## Instructions to follow
Scan the entries and copy each line where the word "Happy" is present.

Data provided Start Marker

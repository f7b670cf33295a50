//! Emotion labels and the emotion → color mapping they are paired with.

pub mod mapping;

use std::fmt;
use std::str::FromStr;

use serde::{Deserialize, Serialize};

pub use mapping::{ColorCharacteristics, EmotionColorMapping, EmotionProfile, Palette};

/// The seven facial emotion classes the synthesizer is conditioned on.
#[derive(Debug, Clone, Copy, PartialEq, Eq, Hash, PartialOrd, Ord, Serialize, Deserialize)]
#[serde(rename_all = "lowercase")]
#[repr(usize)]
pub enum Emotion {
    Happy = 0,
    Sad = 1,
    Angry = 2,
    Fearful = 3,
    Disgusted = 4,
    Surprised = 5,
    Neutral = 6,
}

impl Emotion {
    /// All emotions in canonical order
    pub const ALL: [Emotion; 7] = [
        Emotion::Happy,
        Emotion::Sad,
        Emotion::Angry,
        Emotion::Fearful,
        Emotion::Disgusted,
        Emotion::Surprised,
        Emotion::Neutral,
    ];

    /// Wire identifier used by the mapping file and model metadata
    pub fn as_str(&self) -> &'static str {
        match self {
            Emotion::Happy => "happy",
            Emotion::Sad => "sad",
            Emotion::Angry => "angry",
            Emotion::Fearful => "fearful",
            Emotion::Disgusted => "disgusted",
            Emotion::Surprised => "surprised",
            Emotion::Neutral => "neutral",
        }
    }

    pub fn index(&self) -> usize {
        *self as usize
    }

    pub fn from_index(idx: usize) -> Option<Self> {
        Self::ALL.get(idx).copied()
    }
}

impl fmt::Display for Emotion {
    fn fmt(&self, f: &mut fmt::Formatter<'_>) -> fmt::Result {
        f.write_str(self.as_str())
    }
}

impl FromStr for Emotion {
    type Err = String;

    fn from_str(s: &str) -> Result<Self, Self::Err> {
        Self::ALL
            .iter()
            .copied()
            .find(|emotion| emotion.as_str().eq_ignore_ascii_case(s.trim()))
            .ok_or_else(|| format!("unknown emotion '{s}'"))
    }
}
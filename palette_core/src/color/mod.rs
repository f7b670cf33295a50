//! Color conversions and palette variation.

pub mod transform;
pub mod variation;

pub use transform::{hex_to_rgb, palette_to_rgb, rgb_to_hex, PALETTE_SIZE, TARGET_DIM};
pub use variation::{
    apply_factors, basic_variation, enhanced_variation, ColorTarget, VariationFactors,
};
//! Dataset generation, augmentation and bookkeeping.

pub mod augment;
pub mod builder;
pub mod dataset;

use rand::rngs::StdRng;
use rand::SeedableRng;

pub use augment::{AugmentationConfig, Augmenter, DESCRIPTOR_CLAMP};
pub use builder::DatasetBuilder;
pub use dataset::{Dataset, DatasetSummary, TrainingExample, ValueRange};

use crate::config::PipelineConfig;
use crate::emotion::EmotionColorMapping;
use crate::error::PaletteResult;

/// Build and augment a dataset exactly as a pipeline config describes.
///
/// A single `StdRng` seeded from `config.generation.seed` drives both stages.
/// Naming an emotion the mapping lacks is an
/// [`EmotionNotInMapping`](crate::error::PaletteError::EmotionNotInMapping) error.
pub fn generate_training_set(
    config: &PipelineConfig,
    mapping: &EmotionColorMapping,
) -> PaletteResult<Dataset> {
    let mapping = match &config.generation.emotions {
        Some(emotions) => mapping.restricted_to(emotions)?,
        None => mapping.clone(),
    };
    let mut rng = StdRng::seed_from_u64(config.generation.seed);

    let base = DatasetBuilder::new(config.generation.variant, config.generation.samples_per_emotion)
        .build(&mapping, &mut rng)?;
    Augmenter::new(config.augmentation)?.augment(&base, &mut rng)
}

Data provided End Marker

## Response
    Happy = 0,
        Emotion::Happy,
            Emotion::Happy => "happy",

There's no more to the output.